The listing is to be duplicated in full, exactly as written.

### Dataset:
▬▬▬

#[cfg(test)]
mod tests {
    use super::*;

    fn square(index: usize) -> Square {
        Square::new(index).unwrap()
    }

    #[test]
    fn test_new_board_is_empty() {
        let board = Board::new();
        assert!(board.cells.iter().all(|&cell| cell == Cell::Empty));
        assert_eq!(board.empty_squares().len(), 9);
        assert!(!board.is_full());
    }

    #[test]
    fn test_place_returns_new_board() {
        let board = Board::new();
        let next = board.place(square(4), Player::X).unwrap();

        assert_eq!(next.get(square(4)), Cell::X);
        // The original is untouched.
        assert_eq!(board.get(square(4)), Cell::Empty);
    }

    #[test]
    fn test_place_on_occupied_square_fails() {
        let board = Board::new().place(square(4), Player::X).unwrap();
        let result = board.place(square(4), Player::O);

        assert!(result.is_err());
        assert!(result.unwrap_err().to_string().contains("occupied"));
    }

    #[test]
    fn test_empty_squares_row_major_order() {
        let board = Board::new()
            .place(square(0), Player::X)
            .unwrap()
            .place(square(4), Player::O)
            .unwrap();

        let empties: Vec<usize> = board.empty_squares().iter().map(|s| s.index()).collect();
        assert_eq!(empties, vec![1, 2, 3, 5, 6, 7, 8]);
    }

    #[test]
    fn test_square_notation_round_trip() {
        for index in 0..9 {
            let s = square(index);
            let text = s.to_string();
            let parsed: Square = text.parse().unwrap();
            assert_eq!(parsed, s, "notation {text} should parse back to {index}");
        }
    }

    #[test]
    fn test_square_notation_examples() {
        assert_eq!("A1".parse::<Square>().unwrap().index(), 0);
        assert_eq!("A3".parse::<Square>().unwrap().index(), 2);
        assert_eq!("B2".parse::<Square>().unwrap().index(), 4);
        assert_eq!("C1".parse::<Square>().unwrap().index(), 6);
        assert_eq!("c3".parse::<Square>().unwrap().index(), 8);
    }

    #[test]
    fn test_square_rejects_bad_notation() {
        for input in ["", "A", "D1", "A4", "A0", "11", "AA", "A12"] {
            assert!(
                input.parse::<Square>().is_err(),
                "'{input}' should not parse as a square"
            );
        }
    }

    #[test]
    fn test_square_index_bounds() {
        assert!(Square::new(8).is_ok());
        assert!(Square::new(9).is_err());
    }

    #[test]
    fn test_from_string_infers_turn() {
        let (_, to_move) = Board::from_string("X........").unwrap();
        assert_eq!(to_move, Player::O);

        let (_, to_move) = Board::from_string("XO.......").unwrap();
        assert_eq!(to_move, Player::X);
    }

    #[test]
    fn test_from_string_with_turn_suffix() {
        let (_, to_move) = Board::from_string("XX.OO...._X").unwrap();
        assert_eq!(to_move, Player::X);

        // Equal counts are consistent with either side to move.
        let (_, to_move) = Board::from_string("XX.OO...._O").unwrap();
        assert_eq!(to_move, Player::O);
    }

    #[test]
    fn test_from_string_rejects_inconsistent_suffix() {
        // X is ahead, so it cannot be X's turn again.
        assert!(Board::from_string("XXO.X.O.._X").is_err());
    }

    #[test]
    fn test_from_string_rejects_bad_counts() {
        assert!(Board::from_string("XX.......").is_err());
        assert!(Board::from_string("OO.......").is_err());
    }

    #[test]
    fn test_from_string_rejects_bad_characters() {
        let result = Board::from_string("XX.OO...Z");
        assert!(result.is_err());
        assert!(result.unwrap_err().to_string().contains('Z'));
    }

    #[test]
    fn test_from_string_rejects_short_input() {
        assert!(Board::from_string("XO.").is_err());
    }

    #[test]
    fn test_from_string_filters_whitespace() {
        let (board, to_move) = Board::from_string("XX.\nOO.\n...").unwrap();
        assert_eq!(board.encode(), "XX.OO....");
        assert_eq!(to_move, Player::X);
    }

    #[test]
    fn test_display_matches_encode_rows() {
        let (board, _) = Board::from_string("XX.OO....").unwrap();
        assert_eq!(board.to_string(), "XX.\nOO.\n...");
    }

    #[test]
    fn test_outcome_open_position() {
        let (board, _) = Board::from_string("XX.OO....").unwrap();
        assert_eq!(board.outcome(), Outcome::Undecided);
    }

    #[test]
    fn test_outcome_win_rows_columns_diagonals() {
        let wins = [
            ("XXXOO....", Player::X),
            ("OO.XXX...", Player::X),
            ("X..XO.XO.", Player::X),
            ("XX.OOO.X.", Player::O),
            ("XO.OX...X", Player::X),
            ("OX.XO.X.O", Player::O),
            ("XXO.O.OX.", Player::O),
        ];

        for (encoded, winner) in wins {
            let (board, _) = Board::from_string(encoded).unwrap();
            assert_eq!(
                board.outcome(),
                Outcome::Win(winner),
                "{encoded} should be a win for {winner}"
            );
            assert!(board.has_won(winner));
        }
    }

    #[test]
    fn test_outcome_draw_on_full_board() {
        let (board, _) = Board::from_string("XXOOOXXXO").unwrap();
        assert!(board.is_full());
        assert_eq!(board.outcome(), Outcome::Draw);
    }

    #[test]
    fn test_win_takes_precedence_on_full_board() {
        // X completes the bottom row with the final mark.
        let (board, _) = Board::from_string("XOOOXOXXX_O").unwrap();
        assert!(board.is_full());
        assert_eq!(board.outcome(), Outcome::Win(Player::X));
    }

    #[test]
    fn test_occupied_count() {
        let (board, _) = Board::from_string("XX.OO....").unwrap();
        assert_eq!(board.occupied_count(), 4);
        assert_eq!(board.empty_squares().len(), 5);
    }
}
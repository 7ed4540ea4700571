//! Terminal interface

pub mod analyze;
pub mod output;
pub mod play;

▬▬▬

### Answer to the exercise:
#[cfg(test)]
mod tests {
    use super::*;

    fn square(index: usize) -> Square {
        Square::new(index).unwrap()
    }

    #[test]
    fn test_new_board_is_empty() {
        let board = Board::new();
        assert!(board.cells.iter().all(|&cell| cell == Cell::Empty));
        assert_eq!(board.empty_squares().len(), 9);
        assert!(!board.is_full());
    }

    #[test]
    fn test_place_returns_new_board() {
        let board = Board::new();
        let next = board.place(square(4), Player::X).unwrap();

        assert_eq!(next.get(square(4)), Cell::X);
        // The original is untouched.
        assert_eq!(board.get(square(4)), Cell::Empty);
    }

    #[test]
    fn test_place_on_occupied_square_fails() {
        let board = Board::new().place(square(4), Player::X).unwrap();
        let result = board.place(square(4), Player::O);

        assert!(result.is_err());
        assert!(result.unwrap_err().to_string().contains("occupied"));
    }

    #[test]
    fn test_empty_squares_row_major_order() {
        let board = Board::new()
            .place(square(0), Player::X)
            .unwrap()
            .place(square(4), Player::O)
            .unwrap();

        let empties: Vec<usize> = board.empty_squares().iter().map(|s| s.index()).collect();
        assert_eq!(empties, vec![1, 2, 3, 5, 6, 7, 8]);
    }

    #[test]
    fn test_square_notation_round_trip() {
        for index in 0..9 {
            let s = square(index);
            let text = s.to_string();
            let parsed: Square = text.parse().unwrap();
            assert_eq!(parsed, s, "notation {text} should parse back to {index}");
        }
    }

    #[test]
    fn test_square_notation_examples() {
        assert_eq!("A1".parse::<Square>().unwrap().index(), 0);
        assert_eq!("A3".parse::<Square>().unwrap().index(), 2);
        assert_eq!("B2".parse::<Square>().unwrap().index(), 4);
        assert_eq!("C1".parse::<Square>().unwrap().index(), 6);
        assert_eq!("c3".parse::<Square>().unwrap().index(), 8);
    }

    #[test]
    fn test_square_rejects_bad_notation() {
        for input in ["", "A", "D1", "A4", "A0", "11", "AA", "A12"] {
            assert!(
                input.parse::<Square>().is_err(),
                "'{input}' should not parse as a square"
            );
        }
    }

    #[test]
    fn test_square_index_bounds() {
        assert!(Square::new(8).is_ok());
        assert!(Square::new(9).is_err());
    }

    #[test]
    fn test_from_string_infers_turn() {
        let (_, to_move) = Board::from_string("X........").unwrap();
        assert_eq!(to_move, Player::O);

        let (_, to_move) = Board::from_string("XO.......").unwrap();
        assert_eq!(to_move, Player::X);
    }

    #[test]
    fn test_from_string_with_turn_suffix() {
        let (_, to_move) = Board::from_string("XX.OO...._X").unwrap();
        assert_eq!(to_move, Player::X);

        // Equal counts are consistent with either side to move.
        let (_, to_move) = Board::from_string("XX.OO...._O").unwrap();
        assert_eq!(to_move, Player::O);
    }

    #[test]
    fn test_from_string_rejects_inconsistent_suffix() {
        // X is ahead, so it cannot be X's turn again.
        assert!(Board::from_string("XXO.X.O.._X").is_err());
    }

    #[test]
    fn test_from_string_rejects_bad_counts() {
        assert!(Board::from_string("XX.......").is_err());
        assert!(Board::from_string("OO.......").is_err());
    }

    #[test]
    fn test_from_string_rejects_bad_characters() {
        let result = Board::from_string("XX.OO...Z");
        assert!(result.is_err());
        assert!(result.unwrap_err().to_string().contains('Z'));
    }

    #[test]
    fn test_from_string_rejects_short_input() {
        assert!(Board::from_string("XO.").is_err());
    }

    #[test]
    fn test_from_string_filters_whitespace() {
        let (board, to_move) = Board::from_string("XX.\nOO.\n...").unwrap();
        assert_eq!(board.encode(), "XX.OO....");
        assert_eq!(to_move, Player::X);
    }

    #[test]
    fn test_display_matches_encode_rows() {
        let (board, _) = Board::from_string("XX.OO....").unwrap();
        assert_eq!(board.to_string(), "XX.\nOO.\n...");
    }

    #[test]
    fn test_outcome_open_position() {
        let (board, _) = Board::from_string("XX.OO....").unwrap();
        assert_eq!(board.outcome(), Outcome::Undecided);
    }

    #[test]
    fn test_outcome_win_rows_columns_diagonals() {
        let wins = [
            ("XXXOO....", Player::X),
            ("OO.XXX...", Player::X),
            ("X..XO.XO.", Player::X),
            ("XX.OOO.X.", Player::O),
            ("XO.OX...X", Player::X),
            ("OX.XO.X.O", Player::O),
            ("XXO.O.OX.", Player::O),
        ];

        for (encoded, winner) in wins {
            let (board, _) = Board::from_string(encoded).unwrap();
            assert_eq!(
                board.outcome(),
                Outcome::Win(winner),
                "{encoded} should be a win for {winner}"
            );
            assert!(board.has_won(winner));
        }
    }

    #[test]
    fn test_outcome_draw_on_full_board() {
        let (board, _) = Board::from_string("XXOOOXXXO").unwrap();
        assert!(board.is_full());
        assert_eq!(board.outcome(), Outcome::Draw);
    }

    #[test]
    fn test_win_takes_precedence_on_full_board() {
        // X completes the bottom row with the final mark.
        let (board, _) = Board::from_string("XOOOXOXXX_O").unwrap();
        assert!(board.is_full());
        assert_eq!(board.outcome(), Outcome::Win(Player::X));
    }

    #[test]
    fn test_occupied_count() {
        let (board, _) = Board::from_string("XX.OO....").unwrap();
        assert_eq!(board.occupied_count(), 4);
        assert_eq!(board.empty_squares().len(), 5);
    }
}
repository 7ed4540ea4700571
//! Terminal interface

pub mod analyze;
pub mod output;
pub mod play;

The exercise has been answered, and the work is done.